Scenario di depressione per l’economia italiana nel 2012

Con dodici mesi di buio per la crescita, con il Pil in flessione già dalla seconda metà di quest’anno, l’Italia affronta la quinta recessione dal 1980. Le stime degli economisti di Confindustria certificano un crollo del prodotto interno ritoccando al ribasso le stime per l’anno che sta per chiudersi (dal +0,7 al +0,5%) e tagliando drasticamente le previsioni per il 2012, dal + 0,2% previsto appena lo scorso settembre ad un tonfo del -1,6% stimato ieri.

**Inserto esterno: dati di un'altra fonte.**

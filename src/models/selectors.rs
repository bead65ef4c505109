// src/models/selectors.rs

//! Declarative field-to-selector mapping for DOM extraction.

use std::fmt;

use serde::{Deserialize, Serialize};

/// A field of a job posting that a selector can populate.
#[derive(Debug, Clone, Copy, PartialEq, Eq, Hash, Serialize, Deserialize)]
#[serde(rename_all = "lowercase")]
pub enum JobField {
    Title,
    Company,
    Location,
    Description,
    Url,
}

impl JobField {
    /// All fields, in the order they are reported.
    pub const ALL: [JobField; 5] = [
        JobField::Title,
        JobField::Company,
        JobField::Location,
        JobField::Description,
        JobField::Url,
    ];

    pub fn as_str(&self) -> &'static str {
        match self {
            JobField::Title => "title",
            JobField::Company => "company",
            JobField::Location => "location",
            JobField::Description => "description",
            JobField::Url => "url",
        }
    }
}

impl fmt::Display for JobField {
    fn fmt(&self, f: &mut fmt::Formatter<'_>) -> fmt::Result {
        f.write_str(self.as_str())
    }
}

/// How a value is read out of a matched element.
#[derive(Debug, Clone, PartialEq, Eq, Default, Serialize, Deserialize)]
#[serde(try_from = "String", into = "String")]
pub enum Extract {
    /// Concatenated text nodes
    #[default]
    Text,
    /// Inner HTML (markup is stripped later by the normalizer)
    Html,
    /// Value of the named attribute
    Attr(String),
}

impl TryFrom<String> for Extract {
    type Error = String;

    fn try_from(value: String) -> Result<Self, Self::Error> {
        match value.trim() {
            "text" => Ok(Extract::Text),
            "html" => Ok(Extract::Html),
            other => match other.strip_prefix("attr:") {
                Some(name) if !name.trim().is_empty() => Ok(Extract::Attr(name.trim().to_string())),
                _ => Err(format!(
                    "unknown extract mode '{other}' (expected text, html or attr:<name>)"
                )),
            },
        }
    }
}

impl From<Extract> for String {
    fn from(value: Extract) -> Self {
        match value {
            Extract::Text => "text".to_string(),
            Extract::Html => "html".to_string(),
            Extract::Attr(name) => format!("attr:{name}"),
        }
    }
}

/// One entry of the field mapping.
#[derive(Debug, Clone, Serialize, Deserialize)]
pub struct FieldSelector {
    /// Field populated by this selector
    pub field: JobField,

    /// CSS selector, evaluated inside a card or the whole document
    pub selector: String,

    /// Read mode for the matched element(s)
    #[serde(default)]
    pub extract: Extract,

    /// Join every match instead of taking the first
    #[serde(default)]
    pub multiple: bool,

    /// Separator used when `multiple` is set
    #[serde(default = "default_separator")]
    pub separator: String,
}

fn default_separator() -> String {
    ", ".to_string()
}

impl FieldSelector {
    pub fn new(field: JobField, selector: impl Into<String>) -> Self {
        Self {
            field,
            selector: selector.into(),
            extract: Extract::Text,
            multiple: false,
            separator: default_separator(),
        }
    }

    pub fn extract(mut self, extract: Extract) -> Self {
        self.extract = extract;
        self
    }

    pub fn multiple(mut self) -> Self {
        self.multiple = true;
        self
    }
}

/// Selectors used by the DOM fallback extractor.
#[derive(Debug, Clone, Serialize, Deserialize)]
pub struct SelectorConfig {
    /// Selector for each repeated result card on a listing page
    #[serde(default = "default_card")]
    pub card: Option<String>,

    /// Field mapping applied within each card (or the whole document)
    #[serde(default = "default_fields")]
    pub fields: Vec<FieldSelector>,
}

fn default_card() -> Option<String> {
    Some("div.srpResultCardContainer".to_string())
}

fn default_fields() -> Vec<FieldSelector> {
    vec![
        FieldSelector::new(JobField::Title, "div.text-content-primary.md\\!text-2xl"),
        FieldSelector::new(
            JobField::Company,
            "div.text-content-secondary.md\\!text-content-primary span",
        ),
        FieldSelector::new(JobField::Location, "div.text-content-primary.flex.gap-4 a").multiple(),
        FieldSelector::new(JobField::Description, "#jobDescription").extract(Extract::Html),
        FieldSelector::new(JobField::Url, "a[href]").extract(Extract::Attr("href".to_string())),
    ]
}

impl Default for SelectorConfig {
    fn default() -> Self {
        Self {
            card: default_card(),
            fields: default_fields(),
        }
    }
}

impl SelectorConfig {
    /// Selectors configured for a field, in declaration order.
    #[cfg(test)]
    pub(crate) fn for_field(&self, field: JobField) -> impl Iterator<Item = &FieldSelector> {
        self.fields.iter().filter(move |f| f.field == field)
    }
}

#[cfg(test)]
mod tests {
    use super::*;

    #[test]
    fn test_extract_parse() {
        assert_eq!(Extract::try_from("text".to_string()), Ok(Extract::Text));
        assert_eq!(Extract::try_from("html".to_string()), Ok(Extract::Html));
        assert_eq!(
            Extract::try_from("attr:href".to_string()),
            Ok(Extract::Attr("href".to_string()))
        );
        assert!(Extract::try_from("attr:".to_string()).is_err());
        assert!(Extract::try_from("inner".to_string()).is_err());
    }

    #[test]
    fn test_field_mapping_from_toml() {
        let toml_str = r#"
            card = "li.result"

            [[fields]]
            field = "title"
            selector = "h2"

            [[fields]]
            field = "location"
            selector = "span.loc"
            multiple = true
            separator = " / "

            [[fields]]
            field = "url"
            selector = "a"
            extract = "attr:data-href"
        "#;
        let config: SelectorConfig = toml::from_str(toml_str).unwrap();

        assert_eq!(config.card.as_deref(), Some("li.result"));
        assert_eq!(config.fields.len(), 3);
        let loc = config.for_field(JobField::Location).next().unwrap();
        assert!(loc.multiple);
        assert_eq!(loc.separator, " / ");
        let url = config.for_field(JobField::Url).next().unwrap();
        assert_eq!(url.extract, Extract::Attr("data-href".to_string()));
    }

    #[test]
    fn test_default_maps_title() {
        let config = SelectorConfig::default();
        assert!(config.for_field(JobField::Title).next().is_some());
    }
}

Allarme condiviso da Confindustria e Governo, anche per l’impatto durissimo sull’occupazione: 800mila occupati in meno a fine 2013 rispetto a inizio crisi, 219mila nel biennio 2012-2013, e un tasso di disoccupazione al 9% a fine 2012, stima il centro studi di Confindustria.
La leader degli industriali Emma Marcegaglia parla di dati «conservatori», per il Pil «potrebbe anche andare peggio» dice, ma Confindustria crede nel «lieto fine»: una ripresa già dalla «tarda primavera 2012» è «l’esito più probabile» per il centro studi di via dell’Astronomia. Che però avverte: l’alternativa sarebbe uno scenario da incubo, con il dissolvimento dell’euro, fallimento di migliaia di imprese e decine di banche, milioni di posti lavoro persi, perfino la Germania tra i Paesi a rischio insolvenza.
Allarme e fiducia anche nelle parole del “superministro” dello Sviluppo, Corrado Passera: «La situazione è anche peggio di quello che ci aspettavamo. Siamo in recessione: guardiamo i numeri, ci siamo dentro»; E sul fronte del lavoro c’è «una condizione ai limiti della sostenibilità». Ma «dobbiamo e possiamo uscirne: l’Italia ha le basi per parlare di crescita»: il Governo lavorerà per sostenere lo sviluppo, garantisce Passera, perchè senza crescita anche gli altri due pilastri dell’azione dell’Esecutivo, rigore e equità, diventerebbero «irraggiungibili».
Sulla crescita pesano gli effetti restrittivi di una manovra, sbilanciata sulle tasse, per l’88,6% della correzione nel 2012. Ma l’intervento del governo rende «più credibili» gli obiettivi di risanamento. Così Emma Marcegaglia rilancia l’allarme pressione fiscale: con i livelli record stimati dagli economisti del Csc (al 45,5% del Pil tra due anni, oltre il 54% quella effettiva che esclude il sommerso) «non è sostenibile nel lungo periodo». Comunque la manovra «è assolutamente indispensabile».